» **Listed records**

- Opening Delimiter -

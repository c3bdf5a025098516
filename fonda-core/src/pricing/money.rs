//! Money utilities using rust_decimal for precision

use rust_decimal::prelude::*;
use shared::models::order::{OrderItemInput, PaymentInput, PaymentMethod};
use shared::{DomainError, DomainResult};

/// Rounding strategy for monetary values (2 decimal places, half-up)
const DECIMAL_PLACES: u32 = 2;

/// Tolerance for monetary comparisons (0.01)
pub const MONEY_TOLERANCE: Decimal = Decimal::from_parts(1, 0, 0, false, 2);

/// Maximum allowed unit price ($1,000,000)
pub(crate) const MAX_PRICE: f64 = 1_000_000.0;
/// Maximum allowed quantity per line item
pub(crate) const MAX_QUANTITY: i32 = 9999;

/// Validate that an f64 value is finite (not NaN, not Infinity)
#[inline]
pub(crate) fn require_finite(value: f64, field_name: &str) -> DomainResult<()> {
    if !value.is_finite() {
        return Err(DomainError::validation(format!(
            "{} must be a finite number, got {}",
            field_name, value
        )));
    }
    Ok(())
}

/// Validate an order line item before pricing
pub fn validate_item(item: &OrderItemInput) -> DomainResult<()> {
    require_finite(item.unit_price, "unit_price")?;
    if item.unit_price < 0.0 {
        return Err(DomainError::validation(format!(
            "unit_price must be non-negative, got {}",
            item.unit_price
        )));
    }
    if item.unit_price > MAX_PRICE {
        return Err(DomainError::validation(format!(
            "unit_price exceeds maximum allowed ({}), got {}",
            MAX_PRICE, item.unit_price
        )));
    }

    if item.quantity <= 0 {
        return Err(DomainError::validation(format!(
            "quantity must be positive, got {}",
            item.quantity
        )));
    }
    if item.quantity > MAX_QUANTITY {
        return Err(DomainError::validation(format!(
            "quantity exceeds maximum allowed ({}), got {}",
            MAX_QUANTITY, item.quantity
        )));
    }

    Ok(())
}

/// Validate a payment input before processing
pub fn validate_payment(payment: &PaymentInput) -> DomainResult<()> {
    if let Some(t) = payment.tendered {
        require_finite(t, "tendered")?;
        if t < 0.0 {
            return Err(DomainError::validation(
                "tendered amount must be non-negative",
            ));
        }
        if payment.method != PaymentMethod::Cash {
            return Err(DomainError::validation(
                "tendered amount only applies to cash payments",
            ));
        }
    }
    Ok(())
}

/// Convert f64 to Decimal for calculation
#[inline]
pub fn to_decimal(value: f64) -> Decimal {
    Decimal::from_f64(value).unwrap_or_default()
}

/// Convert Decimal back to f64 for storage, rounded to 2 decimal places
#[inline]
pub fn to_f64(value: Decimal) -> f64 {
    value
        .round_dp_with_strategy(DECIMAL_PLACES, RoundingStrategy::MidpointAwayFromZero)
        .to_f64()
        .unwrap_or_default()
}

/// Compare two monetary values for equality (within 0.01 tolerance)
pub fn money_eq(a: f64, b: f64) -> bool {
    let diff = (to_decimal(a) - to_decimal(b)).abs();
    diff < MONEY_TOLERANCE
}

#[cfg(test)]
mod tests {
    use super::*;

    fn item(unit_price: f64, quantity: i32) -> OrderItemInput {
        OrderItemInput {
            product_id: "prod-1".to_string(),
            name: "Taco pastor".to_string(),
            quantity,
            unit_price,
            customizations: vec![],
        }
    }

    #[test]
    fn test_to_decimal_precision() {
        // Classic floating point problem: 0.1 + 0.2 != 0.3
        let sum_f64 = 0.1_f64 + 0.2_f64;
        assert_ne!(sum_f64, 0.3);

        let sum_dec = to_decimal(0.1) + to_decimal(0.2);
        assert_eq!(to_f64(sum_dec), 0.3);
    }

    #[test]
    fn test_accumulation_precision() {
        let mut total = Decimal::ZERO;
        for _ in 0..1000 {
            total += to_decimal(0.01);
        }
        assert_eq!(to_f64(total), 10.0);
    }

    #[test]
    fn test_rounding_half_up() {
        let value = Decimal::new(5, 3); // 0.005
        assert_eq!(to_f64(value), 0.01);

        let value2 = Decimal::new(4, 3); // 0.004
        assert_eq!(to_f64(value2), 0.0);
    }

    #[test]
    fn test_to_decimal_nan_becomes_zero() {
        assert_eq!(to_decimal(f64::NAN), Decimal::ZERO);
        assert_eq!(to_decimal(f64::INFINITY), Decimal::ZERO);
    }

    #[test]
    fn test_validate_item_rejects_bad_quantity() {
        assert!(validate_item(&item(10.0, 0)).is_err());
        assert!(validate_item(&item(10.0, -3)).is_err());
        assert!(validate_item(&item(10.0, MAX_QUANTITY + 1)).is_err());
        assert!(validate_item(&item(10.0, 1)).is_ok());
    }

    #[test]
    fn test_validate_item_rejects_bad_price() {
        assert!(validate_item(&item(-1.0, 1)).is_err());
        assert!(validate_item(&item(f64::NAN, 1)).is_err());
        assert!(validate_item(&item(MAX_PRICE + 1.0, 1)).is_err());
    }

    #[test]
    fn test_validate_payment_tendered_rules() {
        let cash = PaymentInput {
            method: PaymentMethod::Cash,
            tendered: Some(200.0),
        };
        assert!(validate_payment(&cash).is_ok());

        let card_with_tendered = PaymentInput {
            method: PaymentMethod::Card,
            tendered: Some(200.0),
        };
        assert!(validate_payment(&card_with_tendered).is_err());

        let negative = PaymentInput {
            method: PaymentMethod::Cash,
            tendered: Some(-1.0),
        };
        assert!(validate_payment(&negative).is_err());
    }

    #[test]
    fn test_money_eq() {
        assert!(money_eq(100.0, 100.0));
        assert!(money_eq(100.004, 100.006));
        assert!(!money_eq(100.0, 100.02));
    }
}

- Closing Delimiter -

» **Prompt**
Figure out the number of lines above in which the string "shared" appears. Only the number should be given.

» **Written answer**
2